Era ante todo una referencia científica y moral indiscutible. Jérôme Lejeune era un gran señor del espíritu y del corazón. En un mundo en que impera un lenguaje lleno de trampas, su libertad de pensamiento impresionaba. La pasión por la verdad a buscar y a comunicar era su razón de vivir. Sus adversarios y enemigos debían de envidiarle esta soberana libertad que una cierta disciplina del arcano les prohibía. No obstante, a medida que se progresaba en el conocimiento de Jérôme, se descubría en él un poeta, capaz de maravillarse y de hacer compartir su admiración. En su caso, en un sentido, el poeta precedía al sabio. Era un enamorado de la vida, que tan bien sirvió y celebró.

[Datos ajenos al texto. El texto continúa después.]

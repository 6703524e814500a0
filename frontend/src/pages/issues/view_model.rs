use crate::config::{self, RuntimeConfig};
use crate::pages::issues::{
    layout::FilterBarLayout,
    types::FilterUpdate,
    utils::{level_from_label, level_label, project_filter_value, status_from_label, status_label},
};
use crate::state::{
    filters::{use_filter_store, FilterStore},
    navigation::{use_navigation, NavigationState},
    viewport::{use_viewport, Viewport},
};
use crate::utils::debounce::{use_scheduler, Debouncer, Scheduler};
use leptos::*;
use std::rc::Rc;

#[derive(Clone, Copy)]
pub struct FilterBarViewModel {
    pub store: FilterStore,
    /// Text box contents; runs ahead of the store while a write is pending.
    pub draft: RwSignal<String>,
    viewport: Viewport,
    navigation: NavigationState,
    mobile_breakpoint_px: u32,
    debouncer: StoredValue<Debouncer>,
}

impl FilterBarViewModel {
    pub fn new() -> Self {
        Self::with_dependencies(
            use_filter_store(),
            use_viewport(),
            use_navigation(),
            use_scheduler(),
            config::runtime_config(),
        )
    }

    pub fn with_dependencies(
        store: FilterStore,
        viewport: Viewport,
        navigation: NavigationState,
        scheduler: Rc<dyn Scheduler>,
        cfg: RuntimeConfig,
    ) -> Self {
        let initial_draft = store.with_filters(|filters| filters.project.clone().unwrap_or_default());
        Self {
            store,
            draft: create_rw_signal(initial_draft),
            viewport,
            navigation,
            mobile_breakpoint_px: cfg.mobile_breakpoint_px,
            debouncer: store_value(Debouncer::new(scheduler, cfg.filter_debounce_ms)),
        }
    }

    pub fn status_label(&self) -> String {
        self.store.with_filters(status_label)
    }

    pub fn level_label(&self) -> String {
        self.store.with_filters(level_label)
    }

    pub fn select_status(&self, label: Option<String>) {
        self.store
            .update_filters(FilterUpdate::status(status_from_label(label.as_deref())));
    }

    pub fn select_level(&self, label: Option<String>) {
        self.store
            .update_filters(FilterUpdate::level(level_from_label(label.as_deref())));
    }

    pub fn input_project(&self, text: String) {
        let value = project_filter_value(&text);
        self.draft.set(text);
        let store = self.store;
        self.debouncer.with_value(|debouncer| {
            debouncer.call(move || store.update_filters(FilterUpdate::project(Some(value))))
        });
    }

    pub fn layout(&self) -> FilterBarLayout {
        FilterBarLayout::new(
            self.viewport.width(),
            self.mobile_breakpoint_px,
            self.navigation.is_mobile_menu_open(),
        )
    }

    /// Discards a pending project write; called when the toolbar unmounts.
    pub fn teardown(&self) {
        self.debouncer.with_value(|debouncer| {
            if debouncer.is_pending() {
                log::debug!("discarding pending project filter write");
            }
            debouncer.cancel();
        });
    }
}

impl Default for FilterBarViewModel {
    fn default() -> Self {
        Self::new()
    }
}

#[cfg(all(test, not(target_arch = "wasm32")))]
mod tests {
    use super::*;
    use crate::pages::issues::layout::ControlSizing;
    use crate::pages::issues::types::{FilterState, IssueLevel, IssueStatus};
    use crate::test_support::helpers::ManualScheduler;
    use crate::test_support::ssr::with_runtime;

    struct Harness {
        vm: FilterBarViewModel,
        store: FilterStore,
        scheduler: ManualScheduler,
        width: RwSignal<u32>,
        navigation: NavigationState,
    }

    fn harness(initial: FilterState) -> Harness {
        let store = FilterStore::new(initial);
        let scheduler = ManualScheduler::default();
        let width = create_rw_signal(1280);
        let navigation = NavigationState::new();
        let vm = FilterBarViewModel::with_dependencies(
            store,
            Viewport::from_signal(width),
            navigation,
            Rc::new(scheduler.clone()),
            RuntimeConfig::default(),
        );
        Harness {
            vm,
            store,
            scheduler,
            width,
            navigation,
        }
    }

    #[test]
    fn status_selection_writes_immediately() {
        with_runtime(|| {
            let h = harness(FilterState::default());
            assert_eq!(h.vm.status_label(), "Status");

            h.vm.select_status(Some("Unresolved".into()));
            assert_eq!(h.store.snapshot().status, Some(IssueStatus::Open));
            assert_eq!(h.vm.status_label(), "Unresolved");

            h.vm.select_status(Some("Resolved".into()));
            assert_eq!(h.store.snapshot().status, Some(IssueStatus::Resolved));
            assert_eq!(h.vm.status_label(), "Resolved");

            h.vm.select_status(None);
            assert_eq!(h.store.snapshot().status, None);
            assert_eq!(h.vm.status_label(), "Status");
            assert_eq!(h.store.revision(), 3);
            assert_eq!(h.scheduler.pending(), 0);
        });
    }

    #[test]
    fn level_selection_lowercases_the_label() {
        with_runtime(|| {
            let h = harness(FilterState::default());
            h.vm.select_level(Some("Warning".into()));
            assert_eq!(h.store.snapshot().level, Some(IssueLevel::Warning));
            assert_eq!(h.vm.level_label(), "Warning");

            h.vm.select_level(None);
            assert_eq!(h.store.snapshot().level, None);
            assert_eq!(h.vm.level_label(), "Level");
        });
    }

    #[test]
    fn typing_updates_draft_now_and_store_after_quiet_period() {
        with_runtime(|| {
            let h = harness(FilterState::default());
            h.vm.input_project("MyProj".into());
            assert_eq!(h.vm.draft.get_untracked(), "MyProj");
            assert_eq!(h.store.snapshot().project, None);

            h.scheduler.advance(299);
            assert_eq!(h.store.revision(), 0);
            h.scheduler.advance(1);
            assert_eq!(h.store.snapshot().project.as_deref(), Some("myproj"));
            assert_eq!(h.store.revision(), 1);
        });
    }

    #[test]
    fn rapid_typing_produces_a_single_write() {
        with_runtime(|| {
            let h = harness(FilterState::default());
            h.vm.input_project("MyProj".into());
            h.scheduler.advance(150);
            h.vm.input_project("MyProject2".into());
            assert_eq!(h.vm.draft.get_untracked(), "MyProject2");

            h.scheduler.advance(299);
            assert_eq!(h.store.revision(), 0);
            h.scheduler.advance(1);
            assert_eq!(h.store.revision(), 1);
            assert_eq!(h.store.snapshot().project.as_deref(), Some("myproject2"));

            h.scheduler.advance(1_000);
            assert_eq!(h.store.revision(), 1);
        });
    }

    #[test]
    fn teardown_discards_the_pending_write() {
        with_runtime(|| {
            let h = harness(FilterState::default());
            h.vm.input_project("Web".into());
            h.vm.teardown();
            h.scheduler.advance(1_000);
            assert_eq!(h.store.snapshot().project, None);
            assert_eq!(h.store.revision(), 0);
        });
    }

    #[test]
    fn draft_starts_from_the_store() {
        with_runtime(|| {
            let h = harness(FilterState {
                project: Some("backend".into()),
                ..Default::default()
            });
            assert_eq!(h.vm.draft.get_untracked(), "backend");
            let empty = harness(FilterState::default());
            assert_eq!(empty.vm.draft.get_untracked(), "");
        });
    }

    #[test]
    fn layout_follows_viewport_and_menu() {
        with_runtime(|| {
            let h = harness(FilterState::default());
            h.width.set(1024);
            assert_eq!(h.vm.layout().sizing, ControlSizing::Compact);
            h.width.set(1023);
            assert_eq!(h.vm.layout().sizing, ControlSizing::Mobile);

            assert!(!h.vm.layout().select_style.contains("opacity"));
            h.navigation.set_mobile_menu_open(true);
            let layout = h.vm.layout();
            assert!(layout.select_style.contains("opacity: 0;"));
            assert!(layout.input_style.contains("opacity: 0;"));
        });
    }

    #[test]
    fn selections_still_work_while_menu_hides_controls() {
        with_runtime(|| {
            let h = harness(FilterState::default());
            h.navigation.set_mobile_menu_open(true);
            h.vm.select_level(Some("Error".into()));
            assert_eq!(h.vm.level_label(), "Error");
        });
    }
}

¿Cómo fue que ustedes se encontraron?

A partir de los años 70, las discusiones sobre el aborto y su legalización se intensificaron. En este contexto, los defensores de la vida, aunque poco numerosos y disponiendo de pocos medios, comenzaron a conocerse mejor y a trabajar juntos. Había intercambio de artículos y, sobre todo, congresos internacionales muy animados. Hubo, por ejemplo, dos grandes congresos, uno a Ostende, el otro en Dublín; también otro muy importante a Paris, en el cual Jérôme estuvo, como siempre, brillante. Otras reuniones hubo en diversos países y en Roma. En estos encuentros participaban especialistas en diversas disciplinas; y constituyeron rápidamente una red mundial por la Vida. Es en este contexto muy estimulante que tuve el privilegio de encontrar al Profesor Lejeune. Con el correr del tiempo, nos volvimos a ver con frecuencia y sabíamos poder contar el uno con el otro en todo momento.